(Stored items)
● ● ● ● ● ● ●
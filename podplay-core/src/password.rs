//! SHA-512 crypt hashing for the mailbox agent's credential database.
//!
//! Values that already carry the `$6$` scheme prefix are treated as hashed and
//! passed through untouched, so regenerating the database from a config that
//! mixes plaintext and hashed passwords is idempotent.

use sha_crypt::{sha512_check, sha512_simple, Sha512Params};

use crate::error::CoreError;

/// Scheme prefix emitted by SHA-512 crypt.
pub const SHA512_CRYPT_PREFIX: &str = "$6$";

/// `true` if `value` is already a SHA-512 crypt hash.
pub fn is_hashed(value: &str) -> bool {
    value.starts_with(SHA512_CRYPT_PREFIX)
}

/// Hash a plaintext password with a fresh random salt.
pub fn hash_password(plain: &str) -> Result<String, CoreError> {
    sha512_simple(plain, &Sha512Params::default())
        .map_err(|err| CoreError::PasswordHash(format!("{err:?}")))
}

/// Return `value` unchanged when already hashed, otherwise hash it.
pub fn ensure_hashed(value: &str) -> Result<String, CoreError> {
    if is_hashed(value) {
        return Ok(value.to_string());
    }
    hash_password(value)
}

/// Check `plain` against a SHA-512 crypt `hash`.
pub fn verify_password(plain: &str, hash: &str) -> bool {
    sha512_check(plain, hash).is_ok()
}
//! PodPlay core library — domain types, settings, user configuration, errors.
//!
//! Public API surface:
//! - [`types`] — artifacts, change events, service kinds, reload outcomes
//! - [`settings`] — filesystem layout, external commands, health probes
//! - [`users`] — the YAML user configuration and its derived mail accounts
//! - [`password`] — SHA-512 crypt hashing for the credential database
//! - [`error`] — [`CoreError`]

pub mod error;
pub mod password;
pub mod settings;
pub mod types;
pub mod users;

pub use error::CoreError;
pub use settings::{CommandSpec, Settings};
pub use types::{
    ArtifactKind, ChangeEvent, ChangeKind, OutcomeStatus, ReloadKey, ReloadOutcome, ReloadState,
    ServiceKind, WatchedArtifact,
};
pub use users::{Account, UserConfig, UserService};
● ● ● ● ● ● ●
→ WHAT IS REQUIRED:
Search the records line by line for the word "types" and copy every line where it appears.

→ ANSWER SPACE:
//! PodPlay core library — domain types, settings, user configuration, errors.
//! - [`types`] — artifacts, change events, service kinds, reload outcomes
pub mod types;
pub use types::{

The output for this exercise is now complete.